MARIO RACITI Pastelli
dal 02 febbraio 2002 al 28 febbraio 2002
Libreria Bocca - Galleria Vittorio Emanuele II 12, 20121 Milano
Quando, nel 1952, mi iscrissi a Giurisprudenza anziché a Brera, pur desiderando a tutti i costi di “fare il pittore”, incominciavo già a seguire quella linea “trasgressiva” che mi seguirà nel mio fare poi professionale, di pittore vero. Un po’ anarchico, non adeguato ai canoni correnti (usavo la pennellata “à plat” in tempo di pittura ananlitica!), non seguivo il fare del momento come altri, non sentivo l’arte come forma (non rassomigliavo, come molti affermavano, a Novelli o a Twombly per via del bianco e della matita); mi avvicinavo alla povertà della stesura (negli anni 70) più per rarefazione spirituale che per pragmatismo esecutivo (“troppo poetica per appartenere alla nuova pittura, la tua” mi disse Fagone).

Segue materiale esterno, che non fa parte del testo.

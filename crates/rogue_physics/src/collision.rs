//! Collision detection
//!
//! Contact generation between spheres/capsules and the static shapes, plus
//! collision filtering via layer masks.

use bitflags::bitflags;

use crate::shapes::{Aabb, Capsule, Collider, Plane, Sphere};
use rogue_math::Vec3;

bitflags! {
    /// Collision layers for filtering which objects can collide
    ///
    /// Each layer is a bit in a 32-bit mask. Objects can belong to multiple layers
    /// and queries select the layers they care about with a mask.
    #[derive(Clone, Copy, Debug, PartialEq, Eq, Hash)]
    pub struct CollisionLayer: u32 {
        /// Default layer for most objects
        const DEFAULT = 1 << 0;
        /// Player character layer
        const PLAYER = 1 << 1;
        /// Walkable ground
        const GROUND = 1 << 2;
        /// Static world geometry (walls, props)
        const STATIC = 1 << 3;
        /// Trigger zones (detect but don't push)
        const TRIGGER = 1 << 4;
        /// All layers
        const ALL = 0xFFFFFFFF;
    }
}

impl CollisionLayer {
    /// Parse a single lowercase layer name as used in config and scene files
    pub fn from_layer_name(name: &str) -> Option<Self> {
        match name.trim().to_ascii_lowercase().as_str() {
            "default" => Some(Self::DEFAULT),
            "player" => Some(Self::PLAYER),
            "ground" => Some(Self::GROUND),
            "static" => Some(Self::STATIC),
            "trigger" => Some(Self::TRIGGER),
            "all" => Some(Self::ALL),
            _ => None,
        }
    }

    /// Union of a list of layer names
    ///
    /// Returns the first unknown name on failure.
    pub fn from_names<S: AsRef<str>>(names: &[S]) -> Result<Self, String> {
        names.iter().try_fold(Self::empty(), |acc, name| {
            Self::from_layer_name(name.as_ref())
                .map(|layer| acc | layer)
                .ok_or_else(|| name.as_ref().to_string())
        })
    }
}

/// Collision filter determining what an object collides with
///
/// Two objects A and B collide if:
/// - (A.layer & B.mask) != 0, AND
/// - (B.layer & A.mask) != 0
#[derive(Clone, Copy, Debug, PartialEq, Eq)]
pub struct CollisionFilter {
    /// Which layer(s) this object belongs to
    pub layer: CollisionLayer,
    /// Which layer(s) this object can collide with
    pub mask: CollisionLayer,
}

impl Default for CollisionFilter {
    fn default() -> Self {
        Self {
            layer: CollisionLayer::DEFAULT,
            mask: CollisionLayer::ALL,
        }
    }
}

impl CollisionFilter {
    pub fn new(layer: CollisionLayer, mask: CollisionLayer) -> Self {
        Self { layer, mask }
    }

    /// Check if this filter allows collision with another filter
    pub fn collides_with(&self, other: &Self) -> bool {
        self.layer.intersects(other.mask) && other.layer.intersects(self.mask)
    }

    /// Player capsules are blocked by everything except players and triggers
    pub fn player() -> Self {
        Self {
            layer: CollisionLayer::PLAYER,
            mask: CollisionLayer::ALL & !CollisionLayer::PLAYER & !CollisionLayer::TRIGGER,
        }
    }
}

/// Contact information from a collision
#[derive(Clone, Copy, Debug)]
pub struct Contact {
    /// Point of contact (on the surface of the second shape)
    pub point: Vec3,
    /// Normal pointing from the second shape toward the first
    pub normal: Vec3,
    /// Penetration depth (positive means overlapping)
    pub penetration: f32,
}

impl Contact {
    pub fn new(point: Vec3, normal: Vec3, penetration: f32) -> Self {
        Self {
            point,
            normal,
            penetration,
        }
    }

    /// Check if this represents an actual collision (positive penetration)
    pub fn is_colliding(&self) -> bool {
        self.penetration > 0.0
    }
}

/// Test sphere vs plane collision
///
/// Returns a contact if the sphere is intersecting or touching the plane's
/// half-space. The normal is the plane normal.
pub fn sphere_vs_plane(sphere: &Sphere, plane: &Plane) -> Option<Contact> {
    // radius - signed distance covers centers both above and below the plane
    let penetration = sphere.radius - plane.signed_distance(sphere.center);

    if penetration >= 0.0 {
        let point = sphere.center - plane.normal * (sphere.radius - penetration);
        Some(Contact::new(point, plane.normal, penetration))
    } else {
        None
    }
}

/// Test sphere vs AABB collision
///
/// The normal points from the AABB toward the sphere.
pub fn sphere_vs_aabb(sphere: &Sphere, aabb: &Aabb) -> Option<Contact> {
    let closest = aabb.closest_point(sphere.center);
    let delta = sphere.center - closest;
    let dist_squared = delta.length_squared();

    if dist_squared > sphere.radius * sphere.radius {
        return None;
    }

    let dist = dist_squared.sqrt();
    if dist > 0.0001 {
        return Some(Contact::new(closest, delta / dist, sphere.radius - dist));
    }

    // Center is inside the box: escape through the nearest face
    let to_min = sphere.center - aabb.min;
    let to_max = aabb.max - sphere.center;
    let candidates = [
        (to_min.x, -Vec3::X),
        (to_max.x, Vec3::X),
        (to_min.y, -Vec3::Y),
        (to_max.y, Vec3::Y),
        (to_min.z, -Vec3::Z),
        (to_max.z, Vec3::Z),
    ];
    let (depth, normal) = candidates
        .iter()
        .copied()
        .fold((f32::INFINITY, Vec3::Y), |best, c| if c.0 < best.0 { c } else { best });

    let point = sphere.center + normal * depth;
    Some(Contact::new(point, normal, sphere.radius + depth))
}

/// Test sphere vs sphere collision
///
/// The normal points from `b` toward `a`.
pub fn sphere_vs_sphere(a: &Sphere, b: &Sphere) -> Option<Contact> {
    let delta = a.center - b.center;
    let dist_sq = delta.length_squared();
    let min_dist = a.radius + b.radius;

    if dist_sq > min_dist * min_dist {
        return None;
    }

    let dist = dist_sq.sqrt();
    // Coincident centers have no preferred direction; push up
    let normal = if dist > 0.0001 { delta / dist } else { Vec3::UP };
    let point = b.center + normal * b.radius;
    Some(Contact::new(point, normal, min_dist - dist))
}

/// Contact between a sphere and any static collider
pub fn sphere_vs_collider(sphere: &Sphere, collider: &Collider) -> Option<Contact> {
    match collider {
        Collider::Plane(plane) => sphere_vs_plane(sphere, plane),
        Collider::Aabb(aabb) => sphere_vs_aabb(sphere, aabb),
        Collider::Sphere(other) => sphere_vs_sphere(sphere, other),
    }
}

/// Contact between a capsule and any static collider
///
/// Reduces to a sphere test at the segment point closest to the collider.
pub fn capsule_vs_collider(capsule: &Capsule, collider: &Collider) -> Option<Contact> {
    let sphere = match collider {
        Collider::Plane(plane) => {
            let da = plane.signed_distance(capsule.a);
            let db = plane.signed_distance(capsule.b);
            let center = if (da - db).abs() < 0.0001 {
                (capsule.a + capsule.b) * 0.5
            } else if da < db {
                capsule.a
            } else {
                capsule.b
            };
            Sphere::new(center, capsule.radius)
        }
        Collider::Sphere(s) => capsule.sphere_toward(s.center),
        Collider::Aabb(aabb) => {
            // Alternate closest-point projections; converges in a few rounds
            let mut p = (capsule.a + capsule.b) * 0.5;
            for _ in 0..4 {
                p = capsule.closest_point_on_segment(aabb.closest_point(p));
            }
            Sphere::new(p, capsule.radius)
        }
    };
    sphere_vs_collider(&sphere, collider)
}

/// True if the sphere overlaps or touches the collider
pub fn sphere_overlaps(sphere: &Sphere, collider: &Collider) -> bool {
    sphere_vs_collider(sphere, collider).is_some()
}

#[cfg(test)]
mod tests {
    use super::*;

    const EPSILON: f32 = 0.0001;

    #[test]
    fn test_layer_from_names() {
        let mask = CollisionLayer::from_names(&["ground", "Static"]).unwrap();
        assert_eq!(mask, CollisionLayer::GROUND | CollisionLayer::STATIC);
        assert_eq!(CollisionLayer::from_names(&["ground", "lava"]), Err("lava".to_string()));
        let empty: [&str; 0] = [];
        assert_eq!(CollisionLayer::from_names(&empty), Ok(CollisionLayer::empty()));
    }

    #[test]
    fn test_filter_player_ignores_triggers() {
        let trigger = CollisionFilter::new(CollisionLayer::TRIGGER, CollisionLayer::PLAYER);
        let ground = CollisionFilter::new(CollisionLayer::GROUND, CollisionLayer::ALL);
        assert!(!CollisionFilter::player().collides_with(&trigger));
        assert!(CollisionFilter::player().collides_with(&ground));
    }

    #[test]
    fn test_sphere_vs_plane_touching_counts() {
        let floor = Plane::floor(0.0);
        let touching = Sphere::new(Vec3::new(0.0, 0.4, 0.0), 0.4);
        let contact = sphere_vs_plane(&touching, &floor).unwrap();
        assert!(contact.penetration.abs() < EPSILON);
        assert!(!contact.is_colliding());

        let hovering = Sphere::new(Vec3::new(0.0, 0.5, 0.0), 0.4);
        assert!(sphere_vs_plane(&hovering, &floor).is_none());
    }

    #[test]
    fn test_sphere_vs_plane_below_surface() {
        let floor = Plane::floor(0.0);
        let sunk = Sphere::new(Vec3::new(0.0, -0.2, 0.0), 0.5);
        let contact = sphere_vs_plane(&sunk, &floor).unwrap();
        assert!((contact.penetration - 0.7).abs() < EPSILON);
        assert_eq!(contact.normal, Vec3::UP);
    }

    #[test]
    fn test_sphere_vs_aabb_side() {
        let aabb = Aabb::new(Vec3::ZERO, Vec3::ONE);
        let sphere = Sphere::new(Vec3::new(1.3, 0.5, 0.5), 0.5);
        let contact = sphere_vs_aabb(&sphere, &aabb).unwrap();
        assert!((contact.normal - Vec3::X).length() < EPSILON);
        assert!((contact.penetration - 0.2).abs() < EPSILON);
    }

    #[test]
    fn test_sphere_vs_aabb_center_inside() {
        let aabb = Aabb::new(Vec3::ZERO, Vec3::new(4.0, 1.0, 4.0));
        let sphere = Sphere::new(Vec3::new(2.0, 0.9, 2.0), 0.25);
        let contact = sphere_vs_aabb(&sphere, &aabb).unwrap();
        assert_eq!(contact.normal, Vec3::Y);
        assert!((contact.penetration - 0.35).abs() < EPSILON);
    }

    #[test]
    fn test_sphere_vs_sphere() {
        let a = Sphere::new(Vec3::new(1.5, 0.0, 0.0), 1.0);
        let b = Sphere::new(Vec3::ZERO, 1.0);
        let contact = sphere_vs_sphere(&a, &b).unwrap();
        assert_eq!(contact.normal, Vec3::X);
        assert!((contact.penetration - 0.5).abs() < EPSILON);
        assert!(sphere_vs_sphere(&Sphere::new(Vec3::new(3.0, 0.0, 0.0), 1.0), &b).is_none());
    }

    #[test]
    fn test_capsule_vs_floor_uses_lowest_end() {
        let capsule = Capsule::from_center_axis(Vec3::new(0.0, 0.9, 0.0), Vec3::UP, 2.0, 0.5);
        let contact = capsule_vs_collider(&capsule, &Collider::Plane(Plane::floor(0.0))).unwrap();
        assert!((contact.penetration - 0.1).abs() < EPSILON);
        assert_eq!(contact.normal, Vec3::UP);
    }

    #[test]
    fn test_capsule_vs_wall_box() {
        let wall = Collider::Aabb(Aabb::new(Vec3::new(1.0, 0.0, -5.0), Vec3::new(2.0, 3.0, 5.0)));
        let capsule = Capsule::from_center_axis(Vec3::new(0.6, 1.0, 0.0), Vec3::UP, 2.0, 0.5);
        let contact = capsule_vs_collider(&capsule, &wall).unwrap();
        assert!((contact.normal - (-Vec3::X)).length() < EPSILON);
        assert!((contact.penetration - 0.1).abs() < EPSILON);

        let clear = Capsule::from_center_axis(Vec3::new(0.2, 1.0, 0.0), Vec3::UP, 2.0, 0.5);
        assert!(capsule_vs_collider(&clear, &wall).is_none());
    }

    #[test]
    fn test_capsule_vs_sphere() {
        let rock = Collider::Sphere(Sphere::new(Vec3::new(0.0, 1.5, 1.0), 0.5));
        let capsule = Capsule::from_center_axis(Vec3::new(0.0, 1.0, 0.2), Vec3::UP, 2.0, 0.5);
        let contact = capsule_vs_collider(&capsule, &rock).unwrap();
        assert!((contact.normal - (-Vec3::Z)).length() < EPSILON);
        assert!((contact.penetration - 0.2).abs() < EPSILON);
    }

    #[test]
    fn test_sphere_overlaps() {
        let floor = Collider::Plane(Plane::floor(0.0));
        assert!(sphere_overlaps(&Sphere::new(Vec3::new(0.0, 0.3, 0.0), 0.4), &floor));
        assert!(!sphere_overlaps(&Sphere::new(Vec3::new(0.0, 2.0, 0.0), 0.4), &floor));
    }
}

Inseguivo chimere altre, era un viaggio che svolgeva verso un non dove, in una atmosfera visionaria di tensione e dissipazione. Ho pensato sempre alla mia pittura, che viaggia e varia nella psiche profonda del viaggiatore, come a un romanzo di formazione, alla maniera di Enrico di Ofterdingen di cui Klaus Wolbert ha citato per il mio lavoro il “fiore azzurro”, che è simbolo romantico.

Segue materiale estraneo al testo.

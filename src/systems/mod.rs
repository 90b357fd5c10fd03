//! Application systems
//!
//! Modular systems extracted from main.rs for better organization and testability.

mod simulation;
mod window;

pub use simulation::{SimulationResult, SimulationSystem};
pub use window::{format_title, WindowError, WindowSystem};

Per cui, se, per alcuni, sono “borderline”, se altri, come Barilli (su l’Unità), mi ritengono ancora un informale “come un kamikaze giapponese che combatte ancora su un’isola senza sapere che la guerra è finita”, (ma quanto tempo è passato dal vecchio informale, quasi quanto quello del “fare pittura”): io so solo che, memore dell’arte di sempre, invento tra le macerie dell’oggi “una pittura ultima”, ed è colpa del mio inestinguibile, pressante sogno, se sono kandiskianamente necessitato da una forma che è quella e non si può classificare alla luce dei regolamenti vigenti.
Ed in questo senso mi sento “moderno” (e non “modernista”): perché vivo drammaticamente l’impossibilità della pittura di esserci come presenza (“Non fosse artista”, cito Gualdoni, “Mario Raciti vorrebbe una pittura felice…”), ma come traccia visionaria, come velato altrove, in attesa di un domani più vero, oggi dolorosamente impossibile.
“I FIORI DEL PROFONDO” è l’ultima evoluzione della mia pittura. Dopo le figurazioni fantastiche degli anni ’60, le “Presenze assenze” degli anni ’70, le “Mitologie” degli anni ’80, negli anni ’90 nascono i Misteri che evolvono nel 2000, nei “Why” (drammatico “perché” del Cristo sulla croce). Attualmente, rivivendo il mito di Proserpina, che, prigioniera nell’Ade, anela a comunicare sulla terra colla madre Demetra, dea delle messi, facendo nascere sul pianeta i fiori a primavera, apro il dramma alla speranza, Speranza, oggi velata dalla privazione di un contatto umano, speranza di un nuovo vivere.